There are several ways to select a subset of predictor variables for a model. For example, you could use stepwise regression or, with few enough predictors, you could examine all possible subsets of predictors. In these cases a criterion like AIC is used to trade off the fit against the number of variables included.

But in common use the selected variables are then simply incorporated into a standard linear regression. The p-values in that linear regression are not valid, as they do not incorporate the fact that you had already performed outcome-based variable selection. Also, if there are correlations among predictors, the particular variables that you choose can depend heavily upon the particular data sample you analyzed. Making this worse, the regression coefficients for those selected from a set of correlated predictors will tend to be larger in magnitude than their true values in the population. Thus the results from these types of linear models can have poor performance on new samples from the population. You can examine these behaviors by analyzing multiple bootstrap samples from your data set.

Although LASSO also may select different sets of variables on different data samples, it has a major advantage over those other approaches. It also penalizes the regression coefficients of the selected variables, lowering their magnitudes from those in a standard linear regression. This penalization typically improves the ability to predict results on new data samples.

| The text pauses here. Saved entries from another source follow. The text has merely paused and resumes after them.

//! Index loader: rebuilds the in-memory chain-index graph from the store.

use nucleon_consensus::ChainParams;
use nucleon_log::log_info;
use nucleon_primitives::encoding::decode;
use nucleon_primitives::hash::hash_to_hex;
use nucleon_storage::{Column, KeyValueStore};
use primitive_types::U256;

use crate::db::ChainDb;
use crate::diskindex::DiskBlockIndex;
use crate::error::ChainDbError;
use crate::hooks::ChainHooks;
use crate::index::NodeId;
use crate::shutdown::ShutdownToken;
use crate::state::ChainState;

/// Rebuild `state` from the store's block-index entries.
///
/// Scans every index record, wires parent/child links, recomputes chain
/// trust and stake-modifier checksums in height order, then resolves the
/// best-chain pointer and singletons. Idempotent: a non-empty index means
/// a previous load already ran and the call is a no-op. A shutdown request
/// mid-scan stops cleanly and reports success so the node can exit.
pub fn load_block_index<S: KeyValueStore>(
    db: &ChainDb<S>,
    state: &mut ChainState,
    params: &ChainParams,
    hooks: &impl ChainHooks<S>,
    shutdown: &ShutdownToken,
) -> Result<(), ChainDbError> {
    if !state.index.is_empty() {
        return Ok(());
    }

    let mut scan_error: Option<ChainDbError> = None;
    db.store()
        .for_each_prefix(Column::BlockIndex, &[], &mut |_key, value| {
            if shutdown.is_requested() {
                return Ok(false);
            }
            let disk = match decode::<DiskBlockIndex>(value) {
                Ok(disk) => disk,
                Err(err) => {
                    scan_error = Some(ChainDbError::Decode(err));
                    return Ok(false);
                }
            };
            let Some(id) = state.index.adopt(&disk) else {
                scan_error = Some(ChainDbError::Corrupt(
                    "load_block_index: zero block hash in index record".to_string(),
                ));
                return Ok(false);
            };
            let node = state.index.get(id);
            if !hooks.check_index(node) {
                scan_error = Some(ChainDbError::Corrupt(format!(
                    "load_block_index: check_index failed at {}",
                    node.height
                )));
                return Ok(false);
            }
            if node.is_proof_of_stake() {
                state
                    .stake_seen
                    .insert((node.prevout_stake.clone(), node.stake_time));
            }
            Ok(true)
        })?;
    if let Some(err) = scan_error {
        return Err(err);
    }
    if shutdown.is_requested() {
        return Ok(());
    }

    // Derived fields accumulate parent-first: ascending height, insertion
    // order as the tie-break so repeated loads are deterministic.
    let mut by_height: Vec<NodeId> = (0..state.index.len()).collect();
    by_height.sort_by_key(|id| (state.index.get(*id).height, *id));
    for id in by_height {
        let (prev_trust, block_trust) = {
            let node = state.index.get(id);
            let prev_trust = node
                .prev
                .map(|prev| state.index.get(prev).chain_trust)
                .unwrap_or_else(U256::zero);
            (prev_trust, hooks.block_trust(node))
        };
        let checksum = hooks.stake_modifier_checksum(&state.index, id);
        let node = state.index.get_mut(id);
        node.chain_trust = prev_trust.saturating_add(block_trust);
        node.stake_modifier_checksum = checksum;
        if !hooks.check_stake_modifier_checkpoint(node.height, checksum) {
            return Err(ChainDbError::Corrupt(format!(
                "load_block_index: failed stake modifier checkpoint height={} modifier={:#018x}",
                node.height, node.stake_modifier
            )));
        }
    }

    let best_hash = match db.read_best_chain()? {
        None => {
            if !state.index.contains(&params.genesis_hash) {
                // Fresh node: nothing persisted yet.
                return Ok(());
            }
            return Err(ChainDbError::Corrupt(
                "load_block_index: best chain pointer not loaded".to_string(),
            ));
        }
        Some(hash) => hash,
    };
    let Some(best_id) = state.index.lookup(&best_hash) else {
        return Err(ChainDbError::Corrupt(
            "load_block_index: best chain hash not found in the block index".to_string(),
        ));
    };
    state.set_best(best_id);
    log_info!(
        "load_block_index: best chain hash={} height={} trust={}",
        &hash_to_hex(&best_hash)[..20],
        state.best_height,
        state.best_chain_trust,
    );

    let Some(checkpoint) = db.read_sync_checkpoint()? else {
        return Err(ChainDbError::Corrupt(
            "load_block_index: sync checkpoint not loaded".to_string(),
        ));
    };
    state.sync_checkpoint = checkpoint;
    log_info!(
        "load_block_index: synchronized checkpoint {}",
        hash_to_hex(&checkpoint),
    );

    state.best_invalid_trust = db.read_best_invalid_trust()?.unwrap_or_else(U256::zero);

    Ok(())
}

So if you simply take the LASSO-selected variables and put them into a new linear regression, not only do you have the problems imposed by all variable selection approaches but also you have lost the LASSO advantage of penalizing coefficients of the selected variables to improve prediction. The p-values for that linear regression will be no more valid than for stepwise or best-subset selection. (Removing "insignificant" predictors in a multiple regression based on a p-value cutoff is not a good idea in any event).

So your proposed approach would undo the good that you did by choosing a principled approach like LASSO, with its penalization, in the first place. As Richard Hardy notes in a comment, there can be ways to use LASSO for variable selection to incorporate into linear regressions, but those are specialized multi-step approaches for particular circumstances, and they don't seem to give any advantage over glmnet() in your application.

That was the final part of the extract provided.